(Saved data entries)

*-*-*

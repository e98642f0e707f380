//! CLI command implementations.

pub mod call;
pub mod probe;
pub mod resolve;
pub mod routes;
pub mod session;

use crate::error::{CliError, CliResult};
use colored::Colorize;
use routeway_client::{
    FileStorage, LogicalRoute, MemoryStorage, NamedEndpoint, Params, ResultEnvelope, RouteClient,
    RouteTable, TokenStorage, Verb,
};
use routeway_config::RouteFile;
use std::sync::Arc;

/// Loaded configuration plus output preferences.
pub struct Context {
    file: RouteFile,
    json: bool,
    quiet: bool,
}

impl Context {
    pub fn new(file: RouteFile, json: bool, quiet: bool) -> Self {
        Self { file, json, quiet }
    }

    pub fn json(&self) -> bool {
        self.json
    }

    /// Whether a login outlives this process.
    pub fn persists_session(&self) -> bool {
        self.file.settings.session_file.is_some()
    }

    pub fn table(&self) -> CliResult<RouteTable> {
        Ok(self.file.route_table()?)
    }

    /// Build a client and the list of endpoints to probe.
    pub async fn client(&self) -> CliResult<(RouteClient, Vec<NamedEndpoint>)> {
        let storage: Arc<dyn TokenStorage> = match self.file.settings.session_file {
            Some(ref path) => Arc::new(FileStorage::new(path)),
            None => Arc::new(MemoryStorage::new()),
        };

        let (config, table, endpoints) = self.file.clone().into_parts()?;
        let client = RouteClient::new(config, table, storage).await?;
        Ok((client, endpoints))
    }

    pub fn info(&self, msg: &str) {
        if !self.quiet && !self.json {
            println!("  {} {}", "→".cyan(), msg);
        }
    }

    pub fn success(&self, msg: &str) {
        if !self.quiet && !self.json {
            println!("  {} {}", "✓".green().bold(), msg.green());
        }
    }

    pub fn warn(&self, msg: &str) {
        if !self.json {
            println!("  {} {}", "⚠".yellow().bold(), msg.yellow());
        }
    }

    /// Print an envelope and turn a failure into an error.
    pub fn finish(&self, envelope: &ResultEnvelope) -> CliResult<()> {
        if self.json {
            println!("{}", serde_json::to_string_pretty(envelope)?);
        } else {
            let status = envelope
                .status
                .map(|s| s.to_string())
                .unwrap_or_else(|| "-".to_string());
            let endpoint = envelope.endpoint.as_deref().unwrap_or("-");

            if envelope.success {
                self.success(&format!("{} {}", status, endpoint));
                if let Some(ref data) = envelope.data
                    && !self.quiet
                {
                    println!("{}", serde_json::to_string_pretty(data)?);
                }
            } else {
                let connected = if envelope.connected {
                    "connected".dimmed()
                } else {
                    "not connected".red()
                };
                self.warn(&format!("{} {} ({})", status, endpoint, connected));
            }
        }

        if envelope.success {
            Ok(())
        } else {
            let error = envelope.error.as_deref().unwrap_or("unknown error");
            Err(CliError::Failed(match envelope.detail {
                Some(ref detail) => format!("{} ({})", error, detail),
                None => error.to_string(),
            }))
        }
    }
}

/// Parse a verb and a path pattern.
pub fn parse_route(verb: &str, path: &str) -> CliResult<LogicalRoute> {
    let verb: Verb = verb.parse()?;
    Ok(LogicalRoute::new(verb, path))
}

/// Parse repeated `name=value` arguments.
pub fn parse_params(raw: &[String]) -> CliResult<Params> {
    raw.iter()
        .map(|pair| {
            pair.split_once('=')
                .filter(|(name, _)| !name.is_empty())
                .map(|(name, value)| (name.to_string(), value.to_string()))
                .ok_or_else(|| {
                    CliError::InvalidArgument(format!("expected NAME=VALUE, got `{}`", pair))
                })
        })
        .collect()
}

#[cfg(test)]
mod tests {
    use super::*;
    use routeway_client::ErrorKind;

    #[test]
    fn test_parse_params() {
        let params = parse_params(&["id=42".to_string(), "q=a=b".to_string()]).unwrap();
        assert_eq!(params.get("id").map(String::as_str), Some("42"));
        assert_eq!(params.get("q").map(String::as_str), Some("a=b"));

        assert!(parse_params(&["id".to_string()]).is_err());
        assert!(parse_params(&["=42".to_string()]).is_err());
    }

    #[test]
    fn test_finish_keeps_last_attempt_error() {
        let ctx = Context::new(RouteFile::default(), true, true);
        let envelope = ResultEnvelope::failure(ErrorKind::Http(404), "HTTP 404")
            .with_status(404)
            .exhausted();

        let err = ctx.finish(&envelope).unwrap_err();
        assert_eq!(
            err.to_string(),
            "Request failed: no candidate endpoint succeeded (HTTP 404)"
        );
    }

    #[test]
    fn test_persists_session() {
        let mut file = RouteFile::default();
        assert!(!Context::new(file.clone(), false, false).persists_session());

        file.settings.session_file = Some("session.json".into());
        assert!(Context::new(file, false, false).persists_session());
    }

    #[test]
    fn test_parse_route() {
        let route = parse_route("get", "/agents/:id").unwrap();
        assert_eq!(route, LogicalRoute::get("/agents/:id"));
        assert!(matches!(
            parse_route("FETCH", "/agents"),
            Err(CliError::Route(_))
        ));
    }
}
//! # Routeway Client
//!
//! Resolves logical routes ("get financial summary", "login") to concrete
//! HTTP endpoints and executes them with ordered fallback.
//!
//! ## Features
//!
//! - **Route table**: each `VERB /path/:param` maps to an ordered list of
//!   candidate endpoints, absolute or same-origin
//! - **Pure resolution**: placeholders are substituted without I/O, and a
//!   missing parameter is an error rather than a literal `:name` on the wire
//! - **Fallback chain**: candidates are tried in order; only not-found-class
//!   failures move on to the next one
//! - **Envelopes**: every outcome is a [`ResultEnvelope`] with a typed
//!   [`ErrorKind`]
//! - **Session**: a single bearer token persisted through a [`TokenStorage`]
//! - **Diagnostics**: sequential connectivity probing with a fixed delay
//!
//! ## Quick Start
//!
//! ```rust,no_run
//! use routeway_client::{ClientConfig, MemoryStorage, Params, RouteClient, RouteTable, Verb};
//! use std::sync::Arc;
//!
//! #[tokio::main]
//! async fn main() -> Result<(), Box<dyn std::error::Error>> {
//!     let table = RouteTable::builder()
//!         .route(Verb::Get, "/financial/summary", ["/financial/summary", "/finance", "/revenue"])
//!         .route(Verb::Get, "/agents/:id/performance", ["/api/agents/:id/performance"])
//!         .route(Verb::Post, "/auth/login", ["/auth/login"])
//!         .build()?;
//!
//!     let config = ClientConfig::builder()
//!         .base_url("https://app.example.com")
//!         .build();
//!
//!     let client = RouteClient::new(config, table, Arc::new(MemoryStorage::new())).await?;
//!
//!     let summary = client.get("/financial/summary", &Params::new()).await;
//!     if summary.success {
//!         println!("{:?}", summary.data);
//!     } else {
//!         eprintln!("{}", summary.error.unwrap_or_default());
//!     }
//!     Ok(())
//! }
//! ```

mod client;
mod config;
mod envelope;
mod error;
mod executor;
mod fallback;
mod probe;
mod resolver;
mod response;
mod route;
mod session;

pub use client::RouteClient;
pub use config::{ClientConfig, ClientConfigBuilder, DEFAULT_SESSION_KEY};
pub use envelope::{EXHAUSTED_MESSAGE, ErrorKind, ResultEnvelope};
pub use error::{Result, RouteError};
pub use executor::{Executor, RequestExecutor};
pub use fallback::FallbackChain;
pub use probe::{ConnectivityProbe, ProbeReport, ProbeResult};
pub use resolver::{Params, ResolvedRequest, RouteResolver, substitute};
pub use response::{Response, is_json_media_type, looks_like_markup};
pub use route::{
    EndpointTemplate, FallbackPolicy, LogicalRoute, NamedEndpoint, RouteEntry, RouteTable,
    RouteTableBuilder, Verb,
};
pub use session::{FileStorage, MemoryStorage, SessionStore, TokenStorage};

// Re-export common types
pub use tokio_util::sync::CancellationToken;

/// Prelude for common imports.
///
/// ```
/// use routeway_client::prelude::*;
/// ```
pub mod prelude {
    pub use crate::client::RouteClient;
    pub use crate::config::{ClientConfig, ClientConfigBuilder};
    pub use crate::envelope::{ErrorKind, ResultEnvelope};
    pub use crate::error::{Result, RouteError};
    pub use crate::resolver::Params;
    pub use crate::route::{FallbackPolicy, LogicalRoute, NamedEndpoint, RouteTable, Verb};
    pub use crate::session::{FileStorage, MemoryStorage, TokenStorage};
}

*-*-*

**PROBLEM TO SOLVE**
Scan the data above and report each line in which "None" is present.

**RESULT OF THE EXERCISE**
            None => Arc::new(MemoryStorage::new()),
                None => error.to_string(),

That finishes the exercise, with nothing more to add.